[Collected data]
○ ○ ○
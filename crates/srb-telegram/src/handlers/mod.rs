//! Telegram update handlers.
//!
//! Each handler converts the teloxide message, calls into the `srb-core`
//! relay, and isolates failures: a broken update is logged and swallowed so
//! it never takes the polling loop down.

use std::sync::Arc;

use teloxide::{prelude::*, types::Message};

use crate::router::AppState;

mod commands;
mod relay;

pub async fn handle_message(bot: Bot, msg: Message, state: Arc<AppState>) -> ResponseResult<()> {
    if let Some(text) = msg.text() {
        if text.starts_with('/') {
            return commands::handle_command(bot, msg, state).await;
        }
    }

    relay::handle_relay(msg, state).await
}
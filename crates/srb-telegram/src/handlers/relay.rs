use std::sync::Arc;

use teloxide::{prelude::*, types::Message};

use crate::inbound_from_message;
use crate::router::AppState;

pub async fn handle_relay(msg: Message, state: Arc<AppState>) -> ResponseResult<()> {
    let inbound = inbound_from_message(&msg);

    if let Err(e) = state
        .relay
        .route_incoming(&inbound, state.messenger.as_ref())
        .await
    {
        eprintln!(
            "routing message {} from chat {} failed: {e}",
            inbound.message_id.0, inbound.chat_id.0
        );
    }
    Ok(())
}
○ ○ ○
What you are asked to do
Match on "AppState" and copy out every line of the entries that contains it.

Written solution
use crate::router::AppState;
pub async fn handle_message(bot: Bot, msg: Message, state: Arc<AppState>) -> ResponseResult<()> {
use crate::router::AppState;
pub async fn handle_relay(msg: Message, state: Arc<AppState>) -> ResponseResult<()> {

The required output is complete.